PROBLEM REQUIREMENTS | From the first record to the last, write each one out again exactly.

*** SUPPLIED ENTRIES Section Begins ***

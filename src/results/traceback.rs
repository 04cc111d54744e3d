//! Traceback rendering
//!
//! Leading frames recorded by the engine itself or by the assertion helpers
//! are dropped; everything from the first frame in test code onwards is
//! kept, including later internal frames.

use std::fs;
use std::path::PathBuf;

use crate::assertions;
use crate::executor::ENGINE_SOURCES;
use crate::models::{FailureInfo, Frame};

const RULE_WIDTH: usize = 66;

/// Whether a frame was recorded by the engine or the assertion helpers
pub fn is_internal(frame: &Frame) -> bool {
    frame.file == assertions::SOURCE_FILE || ENGINE_SOURCES.contains(&frame.file.as_str())
}

/// Frames worth showing: everything after the leading internal ones
pub fn valid_frames(info: &FailureInfo) -> impl Iterator<Item = &Frame> {
    info.traceback
        .frames()
        .iter()
        .skip_while(|frame| is_internal(frame))
}

/// Absolute path of a recorded file, or the path as recorded
pub fn absolute_path(file: &str) -> PathBuf {
    fs::canonicalize(file).unwrap_or_else(|_| PathBuf::from(file))
}

/// Source text of one line, when the file is readable
pub fn source_line(file: &str, line: u32) -> Option<String> {
    source_lines(file, line, 0).map(|mut lines| lines.remove(0).1)
}

/// Lines `line - context ..= line + context` with their numbers
pub fn source_lines(file: &str, line: u32, context: u32) -> Option<Vec<(u32, String)>> {
    if line == 0 {
        return None;
    }
    let content = fs::read_to_string(file).ok()?;
    let first = line.saturating_sub(context).max(1);
    let last = line + context;
    let lines: Vec<(u32, String)> = content
        .lines()
        .enumerate()
        .map(|(i, text)| (i as u32 + 1, text.to_string()))
        .filter(|(n, _)| *n >= first && *n <= last)
        .collect();

    if lines.iter().any(|(n, _)| *n == line) {
        Some(lines)
    } else {
        None
    }
}

fn center(title: &str, width: usize, fill: char) -> String {
    let len = title.chars().count();
    if len >= width {
        return title.to_string();
    }
    let pad = width - len;
    let left = pad / 2;
    let right = pad - left;
    format!(
        "{}{}{}",
        fill.to_string().repeat(left),
        title,
        fill.to_string().repeat(right)
    )
}

/// Render a failure the way it is shown in the error list
///
/// With `verbose` set, each frame is followed by its local variable dump.
pub fn render(info: &FailureInfo, verbose: bool) -> String {
    let mut output = vec!["Traceback (most recent call last)".to_string()];

    for frame in valid_frames(info) {
        let source = source_line(&frame.file, frame.line)
            .unwrap_or_else(|| "<no source available>".to_string());
        output.push(format!(
            "  File \"{}\", line {}, in {}",
            absolute_path(&frame.file).display(),
            frame.line,
            frame.function
        ));
        output.push(format!("    {}", source.trim()));

        if verbose {
            output.push(String::new());
            output.push(format!("    {}", center(" local variables ", RULE_WIDTH, '-')));
            let mut locals = frame.locals.clone();
            locals.sort();
            for (name, value) in locals {
                output.push(format!("    {name}: {value}"));
            }
            output.push(format!("    {}", "-".repeat(RULE_WIDTH)));
            output.push(String::new());
        }
    }

    output.push(info.summary_line());
    output.join("\n")
}

#[cfg(test)]
mod tests {
    use super::*;
    use crate::executor::ENGINE_SOURCES;

    fn engine_frame() -> Frame {
        Frame::new(ENGINE_SOURCES[0], 10, "run_body")
    }

    #[test]
    fn test_leading_internal_frames_dropped() {
        let info = FailureInfo::new("AssertionError", "1 != 2")
            .with_frame(engine_frame())
            .with_frame(Frame::new(assertions::SOURCE_FILE, 5, "ensure_eq"))
            .with_frame(Frame::new("tests/user.rs", 3, "test_math"))
            .with_frame(Frame::new(assertions::SOURCE_FILE, 7, "ensure_eq"));

        let kept: Vec<&str> = valid_frames(&info).map(|f| f.function.as_str()).collect();
        assert_eq!(kept, vec!["test_math", "ensure_eq"]);
    }

    #[test]
    fn test_render_without_source() {
        let info = FailureInfo::new("AssertionError", "1 != 2")
            .with_frame(engine_frame())
            .with_frame(Frame::new("does/not/exist.rs", 3, "test_math"));

        let text = render(&info, false);
        assert!(text.starts_with("Traceback (most recent call last)"));
        assert!(text.contains("File \"does/not/exist.rs\", line 3, in test_math"));
        assert!(text.contains("<no source available>"));
        assert!(!text.contains("run_body"));
        assert!(text.ends_with("AssertionError: 1 != 2"));
    }

    #[test]
    fn test_render_reads_source_line() {
        let dir = tempfile::TempDir::new().unwrap();
        let path = dir.path().join("case.rs");
        fs::write(&path, "fn a() {}\n    check(x == 2);\n").unwrap();
        let file = path.to_string_lossy().to_string();

        let info = FailureInfo::new("AssertionError", "").with_frame(Frame::new(&file, 2, "a"));
        let text = render(&info, false);
        assert!(text.contains("\n    check(x == 2);\n"));
        assert!(text.ends_with("AssertionError"));
    }

    #[test]
    fn test_render_verbose_locals() {
        let info = FailureInfo::new("AssertionError", "mismatch")
            .with_frame(Frame::new("x.rs", 1, "f"))
            .with_local("right", &2)
            .with_local("left", &1);

        let text = render(&info, true);
        let left = text.find("    left: 1").unwrap();
        let right = text.find("    right: 2").unwrap();
        assert!(left < right);
        assert!(text.contains(" local variables "));
        assert!(!render(&info, false).contains("local variables"));
    }

    #[test]
    fn test_source_lines_context() {
        let dir = tempfile::TempDir::new().unwrap();
        let path = dir.path().join("f.rs");
        fs::write(&path, "1\n2\n3\n4\n5\n").unwrap();
        let file = path.to_string_lossy().to_string();

        let lines = source_lines(&file, 1, 1).unwrap();
        assert_eq!(lines, vec![(1, "1".to_string()), (2, "2".to_string())]);
        assert!(source_lines(&file, 9, 1).is_none());
        assert!(source_lines(&file, 0, 1).is_none());
    }

    #[test]
    fn test_center() {
        assert_eq!(center("ab", 6, '-'), "--ab--");
        assert_eq!(center("abc", 6, '-'), "-abc--");
    }
}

*** SUPPLIED ENTRIES Section Ends ***

ANSWER SECTION |
filename src/results/traceback.rs
repository 04cc111d54744e3d
//! Traceback rendering
//!
//! Leading frames recorded by the engine itself or by the assertion helpers
//! are dropped; everything from the first frame in test code onwards is
//! kept, including later internal frames.

use std::fs;
use std::path::PathBuf;

use crate::assertions;
use crate::executor::ENGINE_SOURCES;
use crate::models::{FailureInfo, Frame};

const RULE_WIDTH: usize = 66;

/// Whether a frame was recorded by the engine or the assertion helpers
pub fn is_internal(frame: &Frame) -> bool {
    frame.file == assertions::SOURCE_FILE || ENGINE_SOURCES.contains(&frame.file.as_str())
}

/// Frames worth showing: everything after the leading internal ones
pub fn valid_frames(info: &FailureInfo) -> impl Iterator<Item = &Frame> {
    info.traceback
        .frames()
        .iter()
        .skip_while(|frame| is_internal(frame))
}

/// Absolute path of a recorded file, or the path as recorded
pub fn absolute_path(file: &str) -> PathBuf {
    fs::canonicalize(file).unwrap_or_else(|_| PathBuf::from(file))
}

/// Source text of one line, when the file is readable
pub fn source_line(file: &str, line: u32) -> Option<String> {
    source_lines(file, line, 0).map(|mut lines| lines.remove(0).1)
}

/// Lines `line - context ..= line + context` with their numbers
pub fn source_lines(file: &str, line: u32, context: u32) -> Option<Vec<(u32, String)>> {
    if line == 0 {
        return None;
    }
    let content = fs::read_to_string(file).ok()?;
    let first = line.saturating_sub(context).max(1);
    let last = line + context;
    let lines: Vec<(u32, String)> = content
        .lines()
        .enumerate()
        .map(|(i, text)| (i as u32 + 1, text.to_string()))
        .filter(|(n, _)| *n >= first && *n <= last)
        .collect();

    if lines.iter().any(|(n, _)| *n == line) {
        Some(lines)
    } else {
        None
    }
}

fn center(title: &str, width: usize, fill: char) -> String {
    let len = title.chars().count();
    if len >= width {
        return title.to_string();
    }
    let pad = width - len;
    let left = pad / 2;
    let right = pad - left;
    format!(
        "{}{}{}",
        fill.to_string().repeat(left),
        title,
        fill.to_string().repeat(right)
    )
}

/// Render a failure the way it is shown in the error list
///
/// With `verbose` set, each frame is followed by its local variable dump.
pub fn render(info: &FailureInfo, verbose: bool) -> String {
    let mut output = vec!["Traceback (most recent call last)".to_string()];

    for frame in valid_frames(info) {
        let source = source_line(&frame.file, frame.line)
            .unwrap_or_else(|| "<no source available>".to_string());
        output.push(format!(
            "  File \"{}\", line {}, in {}",
            absolute_path(&frame.file).display(),
            frame.line,
            frame.function
        ));
        output.push(format!("    {}", source.trim()));

        if verbose {
            output.push(String::new());
            output.push(format!("    {}", center(" local variables ", RULE_WIDTH, '-')));
            let mut locals = frame.locals.clone();
            locals.sort();
            for (name, value) in locals {
                output.push(format!("    {name}: {value}"));
            }
            output.push(format!("    {}", "-".repeat(RULE_WIDTH)));
            output.push(String::new());
        }
    }

    output.push(info.summary_line());
    output.join("\n")
}

#[cfg(test)]
mod tests {
    use super::*;
    use crate::executor::ENGINE_SOURCES;

    fn engine_frame() -> Frame {
        Frame::new(ENGINE_SOURCES[0], 10, "run_body")
    }

    #[test]
    fn test_leading_internal_frames_dropped() {
        let info = FailureInfo::new("AssertionError", "1 != 2")
            .with_frame(engine_frame())
            .with_frame(Frame::new(assertions::SOURCE_FILE, 5, "ensure_eq"))
            .with_frame(Frame::new("tests/user.rs", 3, "test_math"))
            .with_frame(Frame::new(assertions::SOURCE_FILE, 7, "ensure_eq"));

        let kept: Vec<&str> = valid_frames(&info).map(|f| f.function.as_str()).collect();
        assert_eq!(kept, vec!["test_math", "ensure_eq"]);
    }

    #[test]
    fn test_render_without_source() {
        let info = FailureInfo::new("AssertionError", "1 != 2")
            .with_frame(engine_frame())
            .with_frame(Frame::new("does/not/exist.rs", 3, "test_math"));

        let text = render(&info, false);
        assert!(text.starts_with("Traceback (most recent call last)"));
        assert!(text.contains("File \"does/not/exist.rs\", line 3, in test_math"));
        assert!(text.contains("<no source available>"));
        assert!(!text.contains("run_body"));
        assert!(text.ends_with("AssertionError: 1 != 2"));
    }

    #[test]
    fn test_render_reads_source_line() {
        let dir = tempfile::TempDir::new().unwrap();
        let path = dir.path().join("case.rs");
        fs::write(&path, "fn a() {}\n    check(x == 2);\n").unwrap();
        let file = path.to_string_lossy().to_string();

        let info = FailureInfo::new("AssertionError", "").with_frame(Frame::new(&file, 2, "a"));
        let text = render(&info, false);
        assert!(text.contains("\n    check(x == 2);\n"));
        assert!(text.ends_with("AssertionError"));
    }

    #[test]
    fn test_render_verbose_locals() {
        let info = FailureInfo::new("AssertionError", "mismatch")
            .with_frame(Frame::new("x.rs", 1, "f"))
            .with_local("right", &2)
            .with_local("left", &1);

        let text = render(&info, true);
        let left = text.find("    left: 1").unwrap();
        let right = text.find("    right: 2").unwrap();
        assert!(left < right);
        assert!(text.contains(" local variables "));
        assert!(!render(&info, false).contains("local variables"));
    }

    #[test]
    fn test_source_lines_context() {
        let dir = tempfile::TempDir::new().unwrap();
        let path = dir.path().join("f.rs");
        fs::write(&path, "1\n2\n3\n4\n5\n").unwrap();
        let file = path.to_string_lossy().to_string();

        let lines = source_lines(&file, 1, 1).unwrap();
        assert_eq!(lines, vec![(1, "1".to_string()), (2, "2".to_string())]);
        assert!(source_lines(&file, 9, 1).is_none());
        assert!(source_lines(&file, 0, 1).is_none());
    }

    #[test]
    fn test_center() {
        assert_eq!(center("ab", 6, '-'), "--ab--");
        assert_eq!(center("abc", 6, '-'), "-abc--");
    }
}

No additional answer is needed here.